Now in its third year of development, Donut County began life as a variant on the classic river-crossing puzzle: players used the hole to carry chickens to an egg-shaped coop without them being eaten by foxes. Esposito entered it into a game jam based on tweets from parody account Peter Molydeux, before bringing an updated version to the IndieCade festival in 2012, where Kellee Santiago invited him to continue development with the financial support of Indie Fund.
Buoyed by Indie Fund’s blessing, Esposito began to think more deeply about the game’s systems and setting. Despite its offbeat central mechanic and stylised art which earned it an IGF nomination Donut County’s environments are earthy and intimate. Though there’s a natural escalation to each stage as the hole widens, Esposito isn’t about to follow Takahashi’s lead and have players ingest the world. Keeping it at a human level, he says, makes it more relatable. That’s partly why Donut County’s environments are based in and around Los Angeles. “I [thought] if I make it more specific, more about something I care about, I’ll be able to communicate with people on a more universal level.”
Esposito was also keen to remove any conventional barriers: this is a puzzle game of a form, but only in the way that, say, Hohokum is. Like that game, Donut County ’s most beguiling moments occur simply through the act of play. “I feel like a lot of puzzle games are just cleverly disguised work,” he says. “It ruins it for me when you have to roll up your sleeves and say, ‘OK, it’s time to figure out what this designer wanted me to do’.”
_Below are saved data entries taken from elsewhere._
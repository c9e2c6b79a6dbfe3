//! Store backed by a JSON state file.
//!
//! The file holds the machine records the controller publishes:
//!
//! ```json
//! {"machines": [{"id": 0, "life": "alive", "units": ["web/0"], "proposed_tools": "2.0.0-linux-x86_64"}]}
//! ```
//!
//! Every read goes back to the file so changes made by the controller are
//! picked up without reconnecting.

use std::path::{Path, PathBuf};
use std::sync::atomic::{AtomicBool, Ordering};
use std::sync::Arc;

use async_trait::async_trait;
use serde::{Deserialize, Serialize};
use tracing::debug;

use super::{Connection, Life, Machine, MachineId, MachineRecord, Store, StoreInfo};
use crate::error::{AgentError, Result};
use crate::tools::Binary;

/// Contents of the state file.
#[derive(Debug, Clone, Default, PartialEq, Eq, Serialize, Deserialize)]
pub struct StateFile {
    #[serde(default)]
    pub machines: Vec<MachineRecord>,
}

impl StateFile {
    async fn load(path: &Path) -> Result<Self> {
        let bytes = tokio::fs::read(path)
            .await
            .map_err(|e| AgentError::Store(format!("cannot read {}: {e}", path.display())))?;
        serde_json::from_slice(&bytes)
            .map_err(|e| AgentError::Store(format!("cannot parse {}: {e}", path.display())))
    }

    fn machine(&self, id: MachineId) -> Option<&MachineRecord> {
        self.machines.iter().find(|m| m.id == id)
    }
}

/// Opens connections to a JSON state file.
#[derive(Debug, Clone, Copy, Default)]
pub struct FileStore;

impl FileStore {
    pub fn new() -> Self {
        Self
    }
}

#[async_trait]
impl Store for FileStore {
    async fn open(&self, info: &StoreInfo) -> Result<Box<dyn Connection>> {
        // Fail the open if the file is unreadable rather than on first lookup.
        let state = StateFile::load(&info.path).await?;
        debug!(
            path = %info.path.display(),
            machines = state.machines.len(),
            "Opened state file"
        );

        Ok(Box::new(FileConnection {
            path: Arc::new(info.path.clone()),
            closed: Arc::new(AtomicBool::new(false)),
        }))
    }
}

struct FileConnection {
    path: Arc<PathBuf>,
    closed: Arc<AtomicBool>,
}

#[async_trait]
impl Connection for FileConnection {
    async fn machine(&self, id: MachineId) -> Result<Arc<dyn Machine>> {
        check_open(&self.closed)?;
        let state = StateFile::load(&self.path).await?;
        if state.machine(id).is_none() {
            return Err(AgentError::MachineNotFound(id));
        }
        Ok(Arc::new(FileMachine {
            id,
            path: Arc::clone(&self.path),
            closed: Arc::clone(&self.closed),
        }))
    }

    async fn close(&self) -> Result<()> {
        if self.closed.swap(true, Ordering::SeqCst) {
            return Err(AgentError::Store("connection already closed".to_string()));
        }
        Ok(())
    }
}

struct FileMachine {
    id: MachineId,
    path: Arc<PathBuf>,
    closed: Arc<AtomicBool>,
}

impl FileMachine {
    async fn record(&self) -> Result<MachineRecord> {
        check_open(&self.closed)?;
        StateFile::load(&self.path)
            .await?
            .machine(self.id)
            .cloned()
            .ok_or(AgentError::MachineNotFound(self.id))
    }
}

#[async_trait]
impl Machine for FileMachine {
    fn id(&self) -> MachineId {
        self.id
    }

    async fn life(&self) -> Result<Life> {
        Ok(self.record().await?.life)
    }

    async fn units(&self) -> Result<Vec<String>> {
        Ok(self.record().await?.units)
    }

    async fn proposed_tools(&self) -> Result<Option<Binary>> {
        Ok(self.record().await?.proposed_tools)
    }
}

fn check_open(closed: &AtomicBool) -> Result<()> {
    if closed.load(Ordering::SeqCst) {
        return Err(AgentError::Store("connection is closed".to_string()));
    }
    Ok(())
}
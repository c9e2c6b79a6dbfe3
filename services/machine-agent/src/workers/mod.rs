//! Workers run by the machine agent in every cycle.
//!
//! - `Machiner`: keeps the machine's deployed units in line with the store
//! - `Upgrader`: ends the cycle with an upgrade signal when new tools are proposed

mod machiner;
mod upgrader;

pub use machiner::Machiner;
pub use upgrader::Upgrader;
The light puzzles are used for pacing or building tension. “I use puzzle techniques as tools to give you this satisfying arc to each area. It’s less that I’m trying not to make a game, [more that] I’m using game techniques to make an experience.” He pauses briefly, and laughs: “Maybe this is not the best way to make a game!” Maybe so. But with Donut County even in this early form yielding such delightful results, there’s something to be said for such unorthodox methods.
County Downer
Finishing a level in Donut County is curiously bittersweet. You’ll experience the satisfaction of organic growth, the tactile reward of the game’s physics and the pleasure of solving its gentle conundrums. But by the end, everything has disappeared, and you’re responsible. “I had a lot of thoughts on what the game could be about,” Esposito explains. “I moved to LA a couple of years ago, and one thing I noticed was the lack of chains. Every doughnut shop is unique. They’re owned by different people and embedded within communities. And I was reading about Dunkin’ Donuts moving into LA soon in fact they’ve started the process and I [realised] this was the perfect way to talk about gentrification. I wanted to talk about what happens when these things get erased.”